You are invited to take a short survey about academic integrity. There is a lot of debate in academic circles about what counts as "okay" use of material and what is considered to be unethical use. This survey asks for your input as to what you think is okay in and out of the university setting.
- Rachel is creating her own MySpace profile. She is new to MySpace and to the whole idea of social networking sites, so she searches public profiles for a female who has similar demographic information and interests. She finds someone whose “About Me” really sums her up, so she copies the section, tweaks a few things, and posts it as her own “About Me.”

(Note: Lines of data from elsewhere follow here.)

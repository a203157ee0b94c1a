//! # HTTP Client Utilities
//!
//! Shared HTTP client wrapper for the upstream market-data sources.
//!
//! Provides configurable timeouts, default headers (for API keys), JSON
//! deserialization, and status-code to error mapping.
//!
//! # Examples
//!
//! ```ignore
//! use ranked_prices::infrastructure::upstream::http_client::HttpClient;
//!
//! let client = HttpClient::new(5000)?;
//! let response: MyResponse = client
//!     .get_with_params("https://api.example.com/top", &[("limit", "100")])
//!     .await?;
//! ```

use crate::infrastructure::upstream::error::{UpstreamError, UpstreamResult};
use reqwest::{Client, Response, StatusCode};
use serde::de::DeserializeOwned;
use std::time::Duration;

/// HTTP client wrapper for upstream data sources.
#[derive(Debug, Clone)]
pub struct HttpClient {
    /// Inner reqwest client.
    client: Client,
    /// Request timeout in milliseconds.
    timeout_ms: u64,
}

impl HttpClient {
    /// Creates a new HTTP client with the specified timeout.
    ///
    /// # Errors
    ///
    /// Returns [`UpstreamError::Connection`] if the client cannot be built.
    pub fn new(timeout_ms: u64) -> UpstreamResult<Self> {
        let client = Client::builder()
            .timeout(Duration::from_millis(timeout_ms))
            .build()
            .map_err(|e| UpstreamError::connection(format!("failed to build http client: {e}")))?;

        Ok(Self { client, timeout_ms })
    }

    /// Creates a new HTTP client with default headers included in every
    /// request (API key, accept type).
    ///
    /// # Errors
    ///
    /// Returns [`UpstreamError::Connection`] if the client cannot be built.
    pub fn with_headers(
        timeout_ms: u64,
        default_headers: reqwest::header::HeaderMap,
    ) -> UpstreamResult<Self> {
        let client = Client::builder()
            .timeout(Duration::from_millis(timeout_ms))
            .default_headers(default_headers)
            .build()
            .map_err(|e| UpstreamError::connection(format!("failed to build http client: {e}")))?;

        Ok(Self { client, timeout_ms })
    }

    /// Returns the configured timeout in milliseconds.
    #[inline]
    #[must_use]
    pub fn timeout_ms(&self) -> u64 {
        self.timeout_ms
    }

    /// Makes a GET request with query parameters and deserializes the JSON
    /// response.
    ///
    /// # Errors
    ///
    /// Returns [`UpstreamError::Connection`] or [`UpstreamError::Timeout`]
    /// if the request fails, [`UpstreamError::Unavailable`] for non-success
    /// statuses, and [`UpstreamError::Protocol`] if the body cannot be
    /// parsed.
    pub async fn get_with_params<T: DeserializeOwned, P: serde::Serialize + ?Sized>(
        &self,
        url: &str,
        params: &P,
    ) -> UpstreamResult<T> {
        let response = self
            .client
            .get(url)
            .query(params)
            .send()
            .await
            .map_err(|e| self.map_reqwest_error(e))?;

        self.handle_response(response).await
    }

    /// Handles the HTTP response, checking status and deserializing JSON.
    async fn handle_response<T: DeserializeOwned>(&self, response: Response) -> UpstreamResult<T> {
        let status = response.status();

        if status.is_success() {
            response.json::<T>().await.map_err(|e| {
                UpstreamError::protocol(format!("failed to parse response body: {e}"))
            })
        } else {
            let body = response.text().await.unwrap_or_default();
            Err(Self::map_status_error(status, &body))
        }
    }

    /// Maps a reqwest error to an upstream error.
    fn map_reqwest_error(&self, error: reqwest::Error) -> UpstreamError {
        if error.is_timeout() {
            UpstreamError::timeout(format!("request exceeded {}ms", self.timeout_ms))
        } else {
            UpstreamError::connection(format!("http request failed: {error}"))
        }
    }

    /// Maps an HTTP status code to an upstream error.
    fn map_status_error(status: StatusCode, body: &str) -> UpstreamError {
        match status {
            StatusCode::UNAUTHORIZED | StatusCode::FORBIDDEN => {
                UpstreamError::authentication(format!("authentication failed: {body}"))
            }
            StatusCode::TOO_MANY_REQUESTS => UpstreamError::rate_limited("rate limit exceeded"),
            _ => UpstreamError::unavailable_with_status(
                format!("http error ({status}): {body}"),
                status.as_u16(),
            ),
        }
    }
}
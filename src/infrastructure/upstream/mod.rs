//! # Upstream Infrastructure
//!
//! Clients for the external market-data collaborators:
//!
//! - [`ranking_source`] — paged "top N by 24-hour volume" query
//! - [`price_source`] — batch latest-price query
//!
//! Both collaborators sit behind traits so the worker services can be
//! tested with stub sources.

pub mod error;
pub mod http_client;
pub mod price_source;
pub mod ranking_source;

pub use error::{UpstreamError, UpstreamResult};
pub use http_client::HttpClient;
pub use price_source::{PriceSource, QuoteApi};
pub use ranking_source::{RankingSource, VolumeRankingApi};
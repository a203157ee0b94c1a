//! # Orchestrator
//!
//! Sequential composition of the two RPC calls behind the HTTP endpoint:
//! ranking first, then pricing, with the ranking reply fed verbatim into
//! the price request.
//!
//! The composition sits behind [`RankedPriceService`] so the HTTP
//! handlers can be tested with a stub instead of a live broker.

use crate::application::error::{ApplicationError, ApplicationResult};
use crate::domain::value_objects::RankedEntry;
use crate::infrastructure::messaging::rpc_client::RpcClient;
use async_nats::Client;
use bytes::Bytes;
use std::time::Duration;
use tracing::debug;

/// Produces the ranked price listing for a requested count.
#[async_trait::async_trait]
pub trait RankedPriceService: Send + Sync {
    /// Returns the top `limit` entries, ranked by volume, with latest
    /// USD prices.
    ///
    /// # Errors
    ///
    /// Returns [`ApplicationError`] on protocol failure (including
    /// [`crate::infrastructure::messaging::RpcError::Timeout`]) or an
    /// undecodable reply.
    async fn ranked_prices(&self, limit: u32) -> ApplicationResult<Vec<RankedEntry>>;
}

/// RPC-backed implementation composing the ranking and prices queues.
///
/// Each call builds two fresh [`RpcClient`]s, one per backend, so
/// concurrent HTTP requests are isolated: every in-flight call owns its
/// own private reply address and replies cannot cross-match.
#[derive(Debug, Clone)]
pub struct RpcOrchestrator {
    nats: Client,
    ranking_queue: String,
    prices_queue: String,
    timeout: Duration,
}

impl RpcOrchestrator {
    /// Creates an orchestrator over an established broker connection.
    #[must_use]
    pub fn new(
        nats: Client,
        ranking_queue: impl Into<String>,
        prices_queue: impl Into<String>,
        timeout: Duration,
    ) -> Self {
        Self {
            nats,
            ranking_queue: ranking_queue.into(),
            prices_queue: prices_queue.into(),
            timeout,
        }
    }
}

#[async_trait::async_trait]
impl RankedPriceService for RpcOrchestrator {
    async fn ranked_prices(&self, limit: u32) -> ApplicationResult<Vec<RankedEntry>> {
        // Strictly sequential: pricing depends on the ranking output.
        let mut ranking =
            RpcClient::new(self.nats.clone(), self.ranking_queue.clone(), self.timeout).await?;
        let ranked = ranking.call(Bytes::from(limit.to_string())).await?;
        debug!(limit, bytes = ranked.len(), "ranking reply received");

        let mut prices =
            RpcClient::new(self.nats.clone(), self.prices_queue.clone(), self.timeout).await?;
        let reply = prices.call(ranked).await?;

        serde_json::from_slice(&reply)
            .map_err(|e| ApplicationError::decode(format!("price reply is not valid json: {e}")))
    }
}
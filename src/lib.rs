pub mod chunking;
pub mod cli;
pub mod config;
pub mod document;
pub mod engine;
pub mod error;
pub mod ocr;
pub mod optimize;
pub mod pipeline;
pub mod policy;
pub mod postprocess;
pub mod probe;
pub mod report;
pub mod tables;
pub mod util;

- Michael’s final project for his Persuasive Writing course asks him to produce a persuasive essay in either written, visual or auditory media. Michael chooses to create a video essay about gun control. He uses Google Image Search to find images from various web sites, including news sources, advertisements, and political blogs, sets them to appear in a thought-provoking order, adds background music that reflects his perspective, and adds a voice track talking about the issue. Although he creates no images or audio of his own, the final creation brings his source materials together in an entirely new way.

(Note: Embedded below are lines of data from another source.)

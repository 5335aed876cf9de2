use anyhow::{Context, Result};
use policy_ingest::{
    config::Config,
    engine::{Extraction, ExtractionChain, ExtractionMethod, Extractor},
    pipeline::Pipeline,
    report::SavedDocument,
    util::list_inputs,
};
use std::path::Path;

/// Returns the file contents as text, so fixtures decide what "extraction" yields.
struct FileContents(ExtractionMethod);

impl Extractor for FileContents {
    fn method(&self) -> ExtractionMethod {
        self.0
    }

    fn extract(&self, path: &Path) -> Result<Extraction> {
        let text = std::fs::read_to_string(path).context("reading fixture")?;
        Ok(Extraction::new(text, Vec::new()))
    }
}

fn pipeline() -> Pipeline {
    Pipeline::with_chains(
        &Config::default(),
        ExtractionChain::new(vec![Box::new(FileContents(ExtractionMethod::NativeText))]),
        ExtractionChain::new(vec![Box::new(FileContents(ExtractionMethod::DocxStructure))]),
    )
    .unwrap()
}

fn dataset() -> tempfile::TempDir {
    let dir = tempfile::tempdir().unwrap();
    std::fs::write(
        dir.path().join("b_policy.pdf"),
        "Schedule of Benefits. Deductible: $500 per year. Exclusions: flood damage.",
    )
    .unwrap();
    std::fs::write(
        dir.path().join("a_terms.docx"),
        "Definitions: Insured means the policy holder.",
    )
    .unwrap();
    std::fs::write(dir.path().join("c_blank.pdf"), "   ").unwrap();
    std::fs::write(dir.path().join("notes.txt"), "ignored").unwrap();
    dir
}

#[test]
fn lists_supported_files_sorted() {
    let dir = dataset();
    let names: Vec<String> = list_inputs(dir.path())
        .unwrap()
        .iter()
        .map(|p| p.file_name().unwrap().to_string_lossy().into_owned())
        .collect();
    assert_eq!(names, vec!["a_terms.docx", "b_policy.pdf", "c_blank.pdf"]);
}

#[test]
fn batch_records_successes_and_failures() {
    let dir = dataset();
    let inputs = list_inputs(dir.path()).unwrap();
    let p = pipeline();
    let outcome = p.process_batch(&inputs, &p.default_params());

    assert_eq!(outcome.documents.len(), 2);
    let report = &outcome.report;
    assert_eq!(report.documents_attempted, 3);
    assert_eq!(report.documents_processed, 2);
    assert!(report.finished.is_some());
    assert_eq!(report.method_counts[&ExtractionMethod::NativeText], 1);
    assert_eq!(report.method_counts[&ExtractionMethod::DocxStructure], 1);

    assert_eq!(report.failures.len(), 1);
    assert!(report.failures[0].path.ends_with("c_blank.pdf"));
    assert_eq!(report.failures[0].kind, "no_text_extracted");

    let policy = report
        .documents
        .iter()
        .find(|d| d.source == "b_policy.pdf")
        .unwrap();
    assert_eq!(policy.sections, vec!["cost_sharing", "coverage", "exclusions"]);
    assert_eq!(policy.chunks, 1);

    let summary = report.render_summary();
    assert!(summary.starts_with("Processed 2/3 documents (1 failed, 2 chunks)"));
    assert!(summary.contains("native_text: 1"));
    assert!(summary.contains("c_blank.pdf"));
}

#[test]
fn serialized_shapes() {
    let dir = dataset();
    let p = pipeline();
    let doc = p
        .process_document(&dir.path().join("b_policy.pdf"), &p.default_params())
        .unwrap();

    let doc_json = serde_json::to_value(&doc).unwrap();
    assert!(doc_json.get("cleanedText").is_some());
    assert!(doc_json.get("extractedSections").is_some());
    assert_eq!(doc_json["chunkMetadata"]["chunk_count"], 1);
    assert_eq!(doc_json["metadata"]["extraction_method"], "native_text");
    assert_eq!(doc_json["metadata"]["file_type"], "pdf");
    assert_eq!(doc_json["chunks"][0]["chunkId"], 0);
    assert_eq!(doc_json["chunks"][0]["chunkType"], "hybrid");

    let saved = serde_json::to_value(SavedDocument::from(&doc)).unwrap();
    for key in [
        "file_path",
        "cleaned_text",
        "extracted_sections",
        "tables",
        "metadata",
        "chunks",
    ] {
        assert!(saved.get(key).is_some(), "missing {key}");
    }

    let outcome = p.process_batch(&[dir.path().join("b_policy.pdf")], &p.default_params());
    let report_json = serde_json::to_value(&outcome.report).unwrap();
    assert_eq!(report_json["method_counts"]["native_text"], 1);
}
use anyhow::Result;
use clap::Parser;
use policy_ingest::cli;
use tracing::error;

fn main() -> Result<()> {
    let args = cli::Args::parse();
    if let Err(err) = cli::dispatch(args) {
        error!("{:#}", err);
        std::process::exit(1);
    }
    Ok(())
}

- Natasha just can’t come up with a good topic for her first Written Communication paper, but learns that her roommate took the course last year from a different instructor and wrote a paper for a similar assignment. Natasha edits her friend’s paper to reflect her own writing style and uses quotes from sources assigned in her own section of Written Communication.
- Eric has a hard time summarizing his own papers, but his girlfriend always understands what he is trying to say. Asked to write an essay on capitalism for his economics class, he writes the paper as required, then reads it to his girlfriend before writing his conclusion. He asks her to sum up her understanding of it, types notes as she talks, and uses these notes to form his conclusion.

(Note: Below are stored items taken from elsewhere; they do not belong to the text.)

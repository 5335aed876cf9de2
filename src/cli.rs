use crate::{
    chunking::{ChunkParams, ChunkingStrategy},
    config::Config,
    engine::pdfium::probe_library,
    ocr::{MistralOcrClient, OcrClient},
    pipeline::Pipeline,
    report::SavedDocument,
    util::{ensure_dir, ensure_parent, list_inputs},
};
use anyhow::{Context, Result, anyhow};
use clap::{Parser, Subcommand};
use serde::Serialize;
use std::path::{Path, PathBuf};
use std::sync::Arc;
use tracing::{info, warn};
use tracing_appender::non_blocking::WorkerGuard;
use tracing_subscriber::{EnvFilter, Layer, layer::SubscriberExt, util::SubscriberInitExt};

#[derive(Parser, Debug)]
#[command(name = "policy-ingest")]
#[command(about = "Insurance policy ingestion: PDF/DOCX extraction, OCR fallback, cleaning and chunking")]
pub struct Args {
    #[command(subcommand)]
    pub cmd: Command,

    /// Path to config TOML. If omitted, uses ./policy-ingest.toml if present,
    /// else built-in defaults.
    #[arg(long)]
    pub config: Option<PathBuf>,

    /// Override log level (trace/debug/info/warn/error).
    #[arg(long)]
    pub log_level: Option<String>,
}

#[derive(Subcommand, Debug)]
pub enum Command {
    /// Check that pdfium binds and the OCR key is present.
    Doctor {},
    /// Process a single PDF or DOCX.
    Process {
        #[arg(long)]
        input: PathBuf,
        #[arg(long, value_enum)]
        strategy: Option<ChunkingStrategy>,
        #[arg(long)]
        chunk_size: Option<usize>,
        #[arg(long)]
        overlap: Option<usize>,
        /// Write the document JSON here instead of stdout.
        #[arg(long)]
        out: Option<PathBuf>,
    },
    /// Process every PDF and DOCX in a directory.
    Batch {
        #[arg(long)]
        dataset: Option<PathBuf>,
        #[arg(long)]
        out: Option<PathBuf>,
    },
}

pub fn dispatch(args: Args) -> Result<()> {
    // A missing .env is fine; the key may come from the real environment.
    dotenvy::dotenv().ok();

    let cfg_path = resolve_config_path(args.config.as_deref())?;
    let cfg = match &cfg_path {
        Some(p) => Config::load(p)?,
        None => {
            let cfg = Config::default();
            cfg.validate()?;
            cfg
        }
    };

    let log_path = resolve_log_path(&cfg);
    let _guard = init_logging(&args, &cfg, log_path.as_deref())?;
    match &cfg_path {
        Some(p) => info!("config: {}", p.display()),
        None => info!("config: built-in defaults"),
    }

    match &args.cmd {
        Command::Doctor {} => doctor(&cfg, cfg_path.as_deref()),
        Command::Process {
            input,
            strategy,
            chunk_size,
            overlap,
            out,
        } => {
            let params = chunk_params(&cfg, *strategy, *chunk_size, *overlap)?;
            process(&cfg, input, &params, out.as_deref())
        }
        Command::Batch { dataset, out } => batch(&cfg, dataset.as_deref(), out.as_deref()),
    }
}

fn resolve_config_path(user: Option<&Path>) -> Result<Option<PathBuf>> {
    if let Some(p) = user {
        if !p.exists() {
            return Err(anyhow!("config file does not exist: {}", p.display()));
        }
        return Ok(Some(p.to_path_buf()));
    }
    let default = PathBuf::from("policy-ingest.toml");
    if default.exists() {
        Ok(Some(default))
    } else {
        Ok(None)
    }
}

fn init_logging(args: &Args, cfg: &Config, file_path: Option<&Path>) -> Result<Option<WorkerGuard>> {
    let level = args
        .log_level
        .as_deref()
        .unwrap_or(cfg.logging.level.as_str());

    let filter = EnvFilter::try_from_default_env().unwrap_or_else(|_| EnvFilter::new(level));

    // Logs go to stderr so `process` can print the document on stdout.
    let stdout_layer = if cfg.logging.json {
        tracing_subscriber::fmt::layer()
            .json()
            .with_writer(std::io::stderr)
            .with_target(true)
            .boxed()
    } else {
        tracing_subscriber::fmt::layer()
            .with_writer(std::io::stderr)
            .with_target(true)
            .boxed()
    };

    let (file_layer, guard) = if let Some(path) = file_path {
        ensure_parent(path)?;
        let file = std::fs::File::create(path)
            .with_context(|| format!("create log file: {}", path.display()))?;
        let (non_blocking, guard) = tracing_appender::non_blocking(file);
        let layer = tracing_subscriber::fmt::layer()
            .with_writer(non_blocking)
            .with_ansi(false)
            .with_target(true)
            .boxed();
        (Some(layer), Some(guard))
    } else {
        (None, None)
    };

    tracing_subscriber::registry()
        .with(filter)
        .with(stdout_layer)
        .with(file_layer)
        .try_init()
        .map_err(|e| anyhow!("failed to init logging: {e}"))?;

    Ok(guard)
}

fn resolve_log_path(cfg: &Config) -> Option<PathBuf> {
    if !cfg.logging.write_to_file || cfg.logging.file_path.is_empty() {
        return None;
    }
    Some(PathBuf::from(&cfg.logging.file_path))
}

/// Command-line overrides on top of `[chunking]`, checked against the
/// configured size range and the overlap rule.
pub fn chunk_params(
    cfg: &Config,
    strategy: Option<ChunkingStrategy>,
    chunk_size: Option<usize>,
    overlap: Option<usize>,
) -> Result<ChunkParams> {
    let chunk_size = chunk_size.unwrap_or(cfg.chunking.chunk_size);
    let (min, max) = (cfg.chunking.min_chunk_size, cfg.chunking.max_chunk_size);
    if !(min..=max).contains(&chunk_size) {
        return Err(anyhow!(
            "chunk_size must be between {min} and {max}, got {chunk_size}"
        ));
    }
    let params = ChunkParams::new(
        strategy.unwrap_or(cfg.chunking.strategy),
        chunk_size,
        overlap.unwrap_or(cfg.chunking.overlap),
    )?;
    Ok(params)
}

/// OCR client for the run, or `None` when OCR is off or unusable.
fn build_ocr_client(cfg: &Config) -> Option<Arc<dyn OcrClient>> {
    if !cfg.extraction.use_ocr {
        return None;
    }
    match MistralOcrClient::from_config(&cfg.ocr) {
        Ok(client) => Some(Arc::new(client)),
        Err(err) => {
            warn!("OCR disabled: {err}");
            None
        }
    }
}

fn to_json<T: Serialize>(cfg: &Config, value: &T) -> Result<String> {
    let raw = if cfg.output.pretty_json {
        serde_json::to_string_pretty(value)?
    } else {
        serde_json::to_string(value)?
    };
    Ok(raw)
}

fn doctor(cfg: &Config, cfg_path: Option<&Path>) -> Result<()> {
    let lib_dir = Path::new(&cfg.paths.pdfium_lib_dir);
    let pdfium = match probe_library(lib_dir) {
        Ok(()) => serde_json::json!({ "ok": true }),
        Err(err) => serde_json::json!({ "ok": false, "error": format!("{err:#}") }),
    };
    let key_present = std::env::var(&cfg.ocr.api_key_env)
        .map(|v| !v.trim().is_empty())
        .unwrap_or(false);

    println!(
        "{}",
        serde_json::to_string_pretty(&serde_json::json!({
            "config": cfg_path.map(|p| p.display().to_string()),
            "pdfium": pdfium,
            "pdfium_lib_dir": cfg.paths.pdfium_lib_dir,
            "ocr": {
                "enabled": cfg.extraction.use_ocr,
                "api_key_env": cfg.ocr.api_key_env,
                "api_key_present": key_present,
                "model": cfg.ocr.model,
            },
        }))?
    );
    Ok(())
}

fn process(cfg: &Config, input: &Path, params: &ChunkParams, out: Option<&Path>) -> Result<()> {
    let pipeline = Pipeline::new(cfg, build_ocr_client(cfg))?;

    let doc = match pipeline.process_document(input, params) {
        Ok(doc) => doc,
        Err(err) => {
            println!(
                "{}",
                serde_json::to_string_pretty(&serde_json::json!({
                    "status": "failed",
                    "input": input,
                    "kind": err.kind(),
                    "reason": err.to_string(),
                }))?
            );
            return Err(err.into());
        }
    };

    let raw = to_json(cfg, &doc)?;
    match out {
        Some(path) => {
            ensure_parent(path)?;
            std::fs::write(path, raw).with_context(|| format!("writing {}", path.display()))?;
            info!("wrote {}", path.display());
            if cfg.global.print_summary {
                println!(
                    "{}",
                    serde_json::to_string_pretty(&serde_json::json!({
                        "status": "ok",
                        "input": input,
                        "out": path,
                        "extraction_method": doc.metadata.extraction_method,
                        "chunk_count": doc.chunk_metadata.chunk_count,
                    }))?
                );
            }
        }
        None => println!("{raw}"),
    }
    Ok(())
}

fn batch(cfg: &Config, dataset: Option<&Path>, out: Option<&Path>) -> Result<()> {
    let dataset = dataset
        .map(PathBuf::from)
        .unwrap_or_else(|| PathBuf::from(&cfg.paths.dataset_dir));
    let out = out
        .map(PathBuf::from)
        .unwrap_or_else(|| PathBuf::from(&cfg.paths.output_path));

    if !dataset.is_dir() {
        return Err(anyhow!("dataset directory does not exist: {}", dataset.display()));
    }
    let inputs = list_inputs(&dataset)?;
    if inputs.is_empty() {
        warn!("no PDF or DOCX files in {}", dataset.display());
    }
    info!("{} documents in {}", inputs.len(), dataset.display());

    let pipeline = Pipeline::new(cfg, build_ocr_client(cfg))?;
    let params = pipeline.default_params();
    params.validate()?;
    let outcome = pipeline.process_batch(&inputs, &params);

    if cfg.output.write_documents_json {
        let saved: Vec<SavedDocument> = outcome.documents.iter().map(SavedDocument::from).collect();
        ensure_parent(&out)?;
        std::fs::write(&out, to_json(cfg, &saved)?)
            .with_context(|| format!("writing {}", out.display()))?;
        info!("saved {} documents to {}", saved.len(), out.display());
    }

    if cfg.output.write_report_json {
        let dir = out
            .parent()
            .filter(|p| !p.as_os_str().is_empty())
            .unwrap_or_else(|| Path::new("."));
        ensure_dir(dir)?;
        let report_path = dir.join(&cfg.output.report_filename);
        std::fs::write(&report_path, to_json(cfg, &outcome.report)?)
            .with_context(|| format!("writing {}", report_path.display()))?;
        info!("report written to {}", report_path.display());
    }

    if cfg.global.print_summary {
        print!("{}", outcome.report.render_summary());
    }
    Ok(())
}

- Andrew has grown up surrounded by Star Wars, and has recently taken up an interest in writing fan fiction within the online community TheForce.Net. Before posting his stories to the web site, he posts them on his blog and invites feedback. Some readers of his blog take an active interest in Andrew’s writing, providing him with substantial feedback and suggestions which he uses to revise his writing. When Andrew submits his stories to TheForce.Net for archiving, he doesn’t specifically credit this feedback.
- Simon’s Written Communication course requires him to produce a brochure in connection with his paper on a local community. Simon visits that community’s web site, downloads an image of a few community members, and places that image on the front of the brochure. He captions the image, “Community members as depicted on communitywebsite.com,” and includes the web page in his Works Cited.
- Dan is majoring in engineering and has chosen to take his required Introduction to World History course this semester. While finishing up the last few steps of a final project in traffic signal design, Dan’s system crashes; when he turns his computer back on, his careful design is all but lost. Six hours later, when he finally nears the (second) completion of his design, he realizes that he has a paper due in his history course the following day. Since his major comes first, and it’s already past midnight, he decides to purchase a paper for the history course from a popular web site, tweak it here and there to make it sound like his, and turn it in.
This semester’s scenarios are provided by one of our graduate students in English Rhetoric. Emily Adams created these as part of a research project for her thesis, and collected the survey responses herself through January 2009. She has graciously agreed that we may use her scenarios for the next few months as part of our academic honesty initiative at UAA.